研究人员对这一阴性结果提供了几种可能的解释。首先,危重患者的疾病异质性极大。本研究中观察到的伊马替尼暴露升高,很可能是危重疾病本身以及伴随治疗(如IL-6R抑制剂)共同影响PK的结果。高炎症状态和器官功能障碍会改变蛋白结合和药物代谢,导致PK变异性增加,这可能扰乱了暴露-反应关系,使得在ICU环境下难以评估伊马替尼的真正疗效。其次,虽然重症COVID-19患者达到了比CML/GIST患者更高的总伊马替尼浓度,但其游离伊马替尼浓度是相似的。由于伊马替尼是一种低提取率药物,其游离稳态浓度在蛋白结合发生变化时基本保持不变。因此,标准剂量下达到的游离药物浓度可能不足以在C-ARDS中产生治疗效应,即剂量可能不足。第三,治疗时机可能过晚,特别是在InventCOVID试验的患者中,他们在入组时已处于非常差的临床状态(WHO评分高),肺部损伤可能已经不可逆。此外,研究排除了这种关联是由于药物毒性的可能性,因为两项原始临床试验均未发现伊马替尼组与安慰剂组在毒性终点上有显著差异。
值得注意的是,与研究最初的假设相反,游离伊马替尼和DM-imatinib的暴露并未显示出比总伊马替尼暴露更好的预测价值。这可能意味着在C-ARDS中,DM-imatinib的药理活性较低,或者所有形式的药物暴露都未能达到有效的靶点浓度。
本研究的优势在于首次全面评估了酪氨酸激酶抑制剂在重症C-ARDS这一复杂环境下的暴露-反应关系,并整合了给药数据、患者特征、AAG蛋白结合信息和临床结局。

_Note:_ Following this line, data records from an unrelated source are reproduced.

//! Transaction log queries and post-hoc adjustments.

use sea_orm::{
    ActiveValue, DatabaseTransaction, JoinType, QueryFilter, QueryOrder, QuerySelect,
    TransactionTrait, prelude::*,
};

use crate::{EngineError, ResultEngine, Transaction, TransactionKind, accounts, transactions};

use super::{Engine, require_id, with_tx};

/// Page size used by [`Engine::list_transactions`] when the caller does not
/// ask for one.
const DEFAULT_LIST_LIMIT: u64 = 20;

/// How [`Engine::adjust_transaction`] treats the owning account's balance.
#[derive(Clone, Copy, Debug, PartialEq, Eq)]
pub enum AdjustMode {
    /// Rewrite value/note in place and leave the account balance as it is.
    ///
    /// The stored balance and the ledger sum can diverge afterwards; this
    /// treats the adjustment as a record correction, not a financial one.
    KeepBalance,
    /// Additionally apply the signed value delta to the owning account's
    /// balance, keeping the stored balance equal to the ledger sum.
    ReconcileBalance,
}

impl Engine {
    /// Looks up a previously committed transaction by idempotency key.
    pub(super) async fn find_prior_transaction(
        &self,
        db_tx: &DatabaseTransaction,
        key: &str,
    ) -> ResultEngine<Option<transactions::Model>> {
        transactions::Entity::find()
            .filter(transactions::Column::IdempotencyKey.eq(key))
            .one(db_tx)
            .await
            .map_err(Into::into)
    }

    /// Lists a child's transactions, newest first by id.
    ///
    /// `before_id` is a cursor: only entries with id strictly below it are
    /// returned, so a caller pages by passing the oldest id it has seen.
    /// `limit` falls back to 20 when absent or non-positive.
    pub async fn list_transactions(
        &self,
        child_id: i64,
        reward_type_id: Option<i64>,
        limit: Option<i64>,
        before_id: Option<i64>,
    ) -> ResultEngine<Vec<Transaction>> {
        require_id(child_id, "child_id")?;

        let limit = match limit {
            Some(n) if n > 0 => n as u64,
            _ => DEFAULT_LIST_LIMIT,
        };

        with_tx!(self, |db_tx| {
            let mut query = transactions::Entity::find()
                .join(JoinType::InnerJoin, transactions::Relation::Accounts.def())
                .filter(accounts::Column::ChildId.eq(child_id))
                .order_by_desc(transactions::Column::Id)
                .limit(limit);

            if let Some(reward_type_id) = reward_type_id {
                query = query.filter(accounts::Column::RewardTypeId.eq(reward_type_id));
            }
            if let Some(before_id) = before_id {
                query = query.filter(transactions::Column::Id.lt(before_id));
            }

            let rows: Vec<transactions::Model> = query.all(&db_tx).await?;
            let mut out = Vec::with_capacity(rows.len());
            for model in rows {
                out.push(Transaction::try_from(model)?);
            }
            Ok(out)
        })
    }

    /// Rewrites the stored value and/or note of an existing transaction.
    ///
    /// Kind, account and timestamp are never touched. Whether the owning
    /// account's balance follows the new value is decided by `mode`; with
    /// [`AdjustMode::KeepBalance`] the balance stays as committed.
    pub async fn adjust_transaction(
        &self,
        transaction_id: i64,
        new_value: Option<i64>,
        new_note: Option<&str>,
        mode: AdjustMode,
    ) -> ResultEngine<()> {
        require_id(transaction_id, "transaction_id")?;
        if let Some(value) = new_value
            && value < 0
        {
            return Err(EngineError::InvalidAmount("value must be >= 0".to_string()));
        }

        with_tx!(self, |db_tx| {
            let tx_model = transactions::Entity::find_by_id(transaction_id)
                .one(&db_tx)
                .await?
                .ok_or_else(|| EngineError::KeyNotFound("transaction not exists".to_string()))?;

            if mode == AdjustMode::ReconcileBalance
                && let Some(value) = new_value
                && value != tx_model.value
            {
                let kind = TransactionKind::try_from(tx_model.kind.as_str())?;
                let account = accounts::Entity::find_by_id(tx_model.account_id)
                    .lock_exclusive()
                    .one(&db_tx)
                    .await?
                    .ok_or_else(|| {
                        EngineError::AccountNotFound("account not exists".to_string())
                    })?;
                let delta = value - tx_model.value;
                let new_balance = match kind {
                    TransactionKind::Credit => account.balance + delta,
                    TransactionKind::Debit => account.balance - delta,
                };
                let account_update = accounts::ActiveModel {
                    id: ActiveValue::Set(account.id),
                    balance: ActiveValue::Set(new_balance),
                    ..Default::default()
                };
                account_update.update(&db_tx).await?;
            }

            if new_value.is_none() && new_note.is_none() {
                return Ok(());
            }

            let mut tx_update = transactions::ActiveModel {
                id: ActiveValue::Set(tx_model.id),
                ..Default::default()
            };
            if let Some(value) = new_value {
                tx_update.value = ActiveValue::Set(value);
            }
            if let Some(note) = new_note {
                tx_update.note = ActiveValue::Set(Some(note.to_string()));
            }
            tx_update.update(&db_tx).await?;
            Ok(())
        })
    }
}
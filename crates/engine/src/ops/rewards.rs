//! Grant and spend, the write side of the ledger.
//!
//! Each call is one unit of work: idempotency check, account resolution,
//! row lock, validation, transaction insert and balance update commit
//! together or not at all.

use chrono::Utc;
use sea_orm::{ActiveValue, DatabaseTransaction, TransactionTrait, prelude::*};
use serde::Serialize;

use crate::{EngineError, ResultEngine, TransactionKind, accounts, transactions};

use super::{Engine, normalize_optional_text, require_id, require_positive_value, with_tx};

/// Outcome of a committed grant or spend.
#[derive(Clone, Copy, Debug, PartialEq, Eq, Serialize)]
pub struct Receipt {
    pub transaction_id: i64,
    pub new_balance: i64,
}

impl Engine {
    /// Credits `value` to the child's account for the given reward type,
    /// creating the account on first use.
    ///
    /// A repeated call with the same non-empty `idempotency_key` returns the
    /// original transaction id and the account's current balance without
    /// writing anything.
    pub async fn grant(
        &self,
        family_id: i64,
        child_id: i64,
        reward_type_id: i64,
        value: i64,
        note: Option<&str>,
        idempotency_key: Option<&str>,
    ) -> ResultEngine<Receipt> {
        require_id(family_id, "family_id")?;
        require_id(child_id, "child_id")?;
        require_id(reward_type_id, "reward_type_id")?;
        require_positive_value(value)?;
        let note = normalize_optional_text(note);
        let key = normalize_optional_text(idempotency_key);

        with_tx!(self, |db_tx| {
            if let Some(key) = key.as_deref()
                && let Some(prior) = self.find_prior_transaction(&db_tx, key).await?
            {
                let new_balance = self.account_balance(&db_tx, child_id, reward_type_id).await?;
                return Ok(Receipt {
                    transaction_id: prior.id,
                    new_balance,
                });
            }

            let account = self
                .get_or_create_account(&db_tx, family_id, child_id, reward_type_id)
                .await?;
            self.write_ledger_entry(
                &db_tx,
                account,
                TransactionKind::Credit,
                value,
                note.clone(),
                child_id,
                key.clone(),
            )
            .await
        })
    }

    /// Debits `value` from the child's account for the given reward type.
    ///
    /// Unlike [`Engine::grant`] this requires an existing account, and the
    /// balance is re-checked after the row lock is held so that two
    /// concurrent spenders cannot both pass on the same funds.
    pub async fn spend(
        &self,
        family_id: i64,
        child_id: i64,
        reward_type_id: i64,
        value: i64,
        note: Option<&str>,
        idempotency_key: Option<&str>,
    ) -> ResultEngine<Receipt> {
        require_id(family_id, "family_id")?;
        require_id(child_id, "child_id")?;
        require_id(reward_type_id, "reward_type_id")?;
        require_positive_value(value)?;
        let note = normalize_optional_text(note);
        let key = normalize_optional_text(idempotency_key);

        with_tx!(self, |db_tx| {
            if let Some(key) = key.as_deref()
                && let Some(prior) = self.find_prior_transaction(&db_tx, key).await?
            {
                let new_balance = self.account_balance(&db_tx, child_id, reward_type_id).await?;
                return Ok(Receipt {
                    transaction_id: prior.id,
                    new_balance,
                });
            }

            let account = self
                .find_account_for_update(&db_tx, child_id, reward_type_id)
                .await?
                .ok_or_else(|| EngineError::AccountNotFound("account not exists".to_string()))?;
            if account.balance < value {
                return Err(EngineError::InsufficientFunds(format!(
                    "account {}",
                    account.id
                )));
            }

            self.write_ledger_entry(
                &db_tx,
                account,
                TransactionKind::Debit,
                value,
                note.clone(),
                child_id,
                key.clone(),
            )
            .await
        })
    }

    /// Appends the transaction row and moves the balance as one unit.
    ///
    /// The caller already holds the account row lock. A lost insert race on
    /// the idempotency key unique index is resolved by re-reading the
    /// winner's row; in that case the balance is left untouched.
    async fn write_ledger_entry(
        &self,
        db_tx: &DatabaseTransaction,
        account: accounts::Model,
        kind: TransactionKind,
        value: i64,
        note: Option<String>,
        created_by: i64,
        idempotency_key: Option<String>,
    ) -> ResultEngine<Receipt> {
        let row = transactions::ActiveModel {
            id: ActiveValue::NotSet,
            account_id: ActiveValue::Set(account.id),
            kind: ActiveValue::Set(kind.as_str().to_string()),
            value: ActiveValue::Set(value),
            note: ActiveValue::Set(note),
            created_by: ActiveValue::Set(created_by),
            idempotency_key: ActiveValue::Set(idempotency_key.clone()),
            created_at: ActiveValue::Set(Utc::now()),
        };

        let inserted = match row.insert(db_tx).await {
            Ok(model) => model,
            Err(err) => {
                if let Some(key) = idempotency_key.as_deref()
                    && let Some(prior) = self.find_prior_transaction(db_tx, key).await?
                {
                    return Ok(Receipt {
                        transaction_id: prior.id,
                        new_balance: account.balance,
                    });
                }
                return Err(err.into());
            }
        };

        let new_balance = match kind {
            TransactionKind::Credit => account.balance + value,
            TransactionKind::Debit => account.balance - value,
        };
        let account_update = accounts::ActiveModel {
            id: ActiveValue::Set(account.id),
            balance: ActiveValue::Set(new_balance),
            ..Default::default()
        };
        account_update.update(db_tx).await?;

        Ok(Receipt {
            transaction_id: inserted.id,
            new_balance,
        })
    }
}
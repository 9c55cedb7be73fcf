//! Utility functions and helpers.

pub mod http;
pub mod log;

use chrono::{DateTime, TimeZone, Utc};
use url::Url;

/// Resolve a potentially relative URL against a base URL.
pub fn resolve_url(base: &Url, href: &str) -> String {
    base.join(href)
        .map(|u| u.to_string())
        .unwrap_or_else(|_| href.to_string())
}

/// Parse a board date string into a UTC datetime.
///
/// Boards format dates inconsistently ("2026-02-01", "2026.02.01",
/// "2026년 2월 1일", sometimes with trailing labels), so this extracts the
/// first year/month/day group instead of trying exact formats.
pub fn parse_date(text: &str) -> Option<DateTime<Utc>> {
    static PATTERN: std::sync::OnceLock<regex::Regex> = std::sync::OnceLock::new();
    let pattern = PATTERN.get_or_init(|| {
        regex::Regex::new(r"(\d{4})\s*[.\-/년]\s*(\d{1,2})\s*[.\-/월]\s*(\d{1,2})").unwrap()
    });

    let caps = pattern.captures(text)?;
    let year: i32 = caps.get(1)?.as_str().parse().ok()?;
    let month: u32 = caps.get(2)?.as_str().parse().ok()?;
    let day: u32 = caps.get(3)?.as_str().parse().ok()?;

    Utc.with_ymd_and_hms(year, month, day, 0, 0, 0).single()
}
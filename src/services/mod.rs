//! Service layer for the feed generator.
//!
//! This module contains the business logic for:
//! - Article crawling (`ArticleCrawler`, `ArticleSource`)
//! - Feed serialization (`generate_feed`)
//! - Index summary table rendering (`render_feed_table`)

mod crawler;
mod feed;
mod table;

pub use crawler::{ArticleCrawler, ArticleSource};
pub use feed::{FeedFormat, FeedMeta, generate_feed};
pub use table::render_feed_table;
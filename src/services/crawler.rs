// src/services/crawler.rs

//! Article crawler service.
//!
//! Fetches announcements from site listing pages using configured CSS
//! selectors. One attempt per site, no retry.

use async_trait::async_trait;
use scraper::{Html, Selector};

use crate::error::{AppError, Result};
use crate::models::{Article, CrawlerConfig, Site};
use crate::utils::{http, parse_date, resolve_url};

/// Source of articles for a configured site.
///
/// The pipeline only depends on this trait, so crawl orchestration can be
/// tested against a stub source.
#[async_trait]
pub trait ArticleSource: Send + Sync {
    /// Fetch the articles for one site, newest first as listed on the page.
    async fn fetch_articles(&self, site: &Site) -> Result<Vec<Article>>;
}

/// HTTP-backed article source scraping the configured boards.
pub struct ArticleCrawler {
    client: reqwest::Client,
}

impl ArticleCrawler {
    /// Create a new crawler with the given configuration.
    pub fn new(config: &CrawlerConfig) -> Result<Self> {
        let client = http::create_client(config)?;
        Ok(Self { client })
    }

    /// Parse a fetched listing page into articles.
    ///
    /// Rows without a parseable title or date are skipped; a page yielding
    /// zero articles is treated as a crawl failure since every configured
    /// board always carries announcements.
    fn parse_articles(&self, site: &Site, html: &str) -> Result<Vec<Article>> {
        let document = Html::parse_document(html);

        let row_sel = Self::parse_selector(&site.selectors.row_selector)?;
        let title_sel = Self::parse_selector(&site.selectors.title_selector)?;
        let date_sel = Self::parse_selector(&site.selectors.date_selector)?;
        let author_sel = site
            .selectors
            .author_selector
            .as_ref()
            .map(|s| Self::parse_selector(s))
            .transpose()?;
        let link_sel = site
            .selectors
            .link_selector
            .as_ref()
            .map(|s| Self::parse_selector(s))
            .transpose()?;

        let base_url = url::Url::parse(site.board_url())?;
        let mut articles = Vec::new();

        for row in document.select(&row_sel) {
            let Some(title_elem) = row.select(&title_sel).next() else {
                continue;
            };
            let Some(date_elem) = row.select(&date_sel).next() else {
                continue;
            };

            let title = normalize_whitespace(&title_elem.text().collect::<String>());
            if title.is_empty() {
                continue;
            }

            let Some(date) = parse_date(&date_elem.text().collect::<String>()) else {
                continue;
            };

            let author = author_sel
                .as_ref()
                .and_then(|sel| row.select(sel).next())
                .map(|el| normalize_whitespace(&el.text().collect::<String>()))
                .filter(|s| !s.is_empty());

            let link_elem = link_sel
                .as_ref()
                .and_then(|sel| row.select(sel).next())
                .unwrap_or(title_elem);
            let raw_link = link_elem
                .value()
                .attr(&site.selectors.attr_name)
                .unwrap_or("");
            let link = resolve_url(&base_url, raw_link);

            articles.push(Article {
                title,
                link,
                date,
                author,
                summary: String::new(),
            });
        }

        if articles.is_empty() {
            return Err(AppError::crawl(
                &site.key,
                "no articles parsed from listing page",
            ));
        }

        Ok(articles)
    }

    fn parse_selector(s: &str) -> Result<Selector> {
        Selector::parse(s).map_err(|e| AppError::selector(s, format!("{e:?}")))
    }
}

#[async_trait]
impl ArticleSource for ArticleCrawler {
    async fn fetch_articles(&self, site: &Site) -> Result<Vec<Article>> {
        let html = http::fetch_text(&self.client, site.board_url()).await?;
        self.parse_articles(site, &html)
    }
}

fn normalize_whitespace(s: &str) -> String {
    s.split_whitespace().collect::<Vec<_>>().join(" ")
}
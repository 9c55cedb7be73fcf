// src/error.rs

//! Unified error handling for the feed generator.

use std::fmt;

use thiserror::Error;

/// Result type alias for generator operations.
pub type Result<T> = std::result::Result<T, AppError>;

/// Unified application error type.
#[derive(Error, Debug)]
pub enum AppError {
    /// I/O operation failed
    #[error("I/O error: {0}")]
    Io(#[from] std::io::Error),

    /// HTTP request failed
    #[error("HTTP error: {0}")]
    Http(#[from] reqwest::Error),

    /// JSON serialization/deserialization failed
    #[error("JSON error: {0}")]
    Json(#[from] serde_json::Error),

    /// TOML parsing failed
    #[error("TOML parse error: {0}")]
    Toml(#[from] toml::de::Error),

    /// URL parsing failed
    #[error("URL parse error: {0}")]
    Url(#[from] url::ParseError),

    /// CSS selector parsing failed
    #[error("Invalid selector '{selector}': {message}")]
    Selector { selector: String, message: String },

    /// Configuration error
    #[error("Configuration error: {0}")]
    Config(String),

    /// Index template error
    #[error("Template error: {0}")]
    Template(String),

    /// Feed serialization failed
    #[error("Feed error for {context}: {message}")]
    Feed { context: String, message: String },

    /// Crawling error
    #[error("Crawl error for {context}: {message}")]
    Crawl { context: String, message: String },
}

impl AppError {
    /// Create a selector parsing error.
    pub fn selector(selector: impl Into<String>, message: impl fmt::Display) -> Self {
        Self::Selector {
            selector: selector.into(),
            message: message.to_string(),
        }
    }

    /// Create a configuration error.
    pub fn config(message: impl Into<String>) -> Self {
        Self::Config(message.into())
    }

    /// Create a template error.
    pub fn template(message: impl Into<String>) -> Self {
        Self::Template(message.into())
    }

    /// Create a feed serialization error with context.
    pub fn feed(context: impl Into<String>, message: impl fmt::Display) -> Self {
        Self::Feed {
            context: context.into(),
            message: message.to_string(),
        }
    }

    /// Create a crawl error with context.
    pub fn crawl(context: impl Into<String>, message: impl fmt::Display) -> Self {
        Self::Crawl {
            context: context.into(),
            message: message.to_string(),
        }
    }
}
// src/pipeline/render.rs

//! Output rendering.
//!
//! Writes the HTML index and the per-site feed files. Unlike crawling,
//! every error here is fatal: the index is the primary deliverable and a
//! half-written feed directory is worse than an aborted run.

use std::path::Path;

use tokio::io::{AsyncWriteExt, BufWriter};

use crate::error::{AppError, Result};
use crate::models::{Config, FeedData};
use crate::services::{FeedFormat, FeedMeta, generate_feed, render_feed_table};
use crate::utils::log;

/// Render the index page and all feed files into the output directory.
pub async fn run_renderer(config: &Config, data: &FeedData) -> Result<()> {
    render_index(config).await?;
    write_feed_files(config, data).await?;
    Ok(())
}

/// Render the index template and write `<output>/index.html`.
///
/// The template uses the `{table}` and `{web_address}` placeholders.
async fn render_index(config: &Config) -> Result<()> {
    let template = tokio::fs::read_to_string(&config.generator.template_file)
        .await
        .map_err(|e| {
            AppError::template(format!(
                "cannot read {}: {}",
                config.generator.template_file, e
            ))
        })?;

    let html = template
        .replace("{table}", &render_feed_table(config))
        .replace("{web_address}", &config.generator.web_address);

    let path = Path::new(&config.generator.output_dir).join("index.html");
    let file = tokio::fs::File::create(&path).await?;
    let mut writer = BufWriter::new(file);
    writer.write_all(html.as_bytes()).await?;
    writer.flush().await?;

    log::sub_item(&format!("index written to {}", path.display()));
    Ok(())
}

/// Write `rss`, `atom` and `json` files for every successful site.
async fn write_feed_files(config: &Config, data: &FeedData) -> Result<()> {
    let output_dir = Path::new(&config.generator.output_dir);

    for item in &data.success {
        let meta = FeedMeta::for_site(&item.site_info);
        let feed_dir = output_dir
            .join(&config.generator.feed_root)
            .join(&item.site_info.key);
        tokio::fs::create_dir_all(&feed_dir).await?;

        for format in FeedFormat::ALL {
            let text = generate_feed(&meta, &item.articles, format)?;
            tokio::fs::write(feed_dir.join(format.file_name()), text).await?;
        }
    }

    log::sub_item(&format!("feeds written for {} sites", data.success.len()));
    Ok(())
}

然而,研究也存在一些局限性,例如来自两项不同时期、治疗方案各异的试验的数据合并引入了异质性;部分临床数据存在缺失或测量时间点不一致;以及CounterCOVID试验中有创通气数据收集时间有限等。
综上所述,这项研究揭示了在将伊马替尼这类高蛋白结合药物重新定位用于治疗危重患者(如C-ARDS)时所面临的挑战。研究结果表明,基于肿瘤患者数据的标准剂量可能不适用于ICU环境下的新适应症。疾病的严重程度和伴随治疗显著改变了药物的PK,从而可能影响其PD(药效学, Pharmacodynamics, 研究药物对机体的作用)。未来的药物重定位研究,特别是针对危重患者和高蛋白结合药物,应优先考虑纳入精心设计的暴露-反应研究,并可能结合治疗药物监测(TDM),以帮助确定在新患者群体中的最佳给药策略,从而更准确地评估其疗效潜力。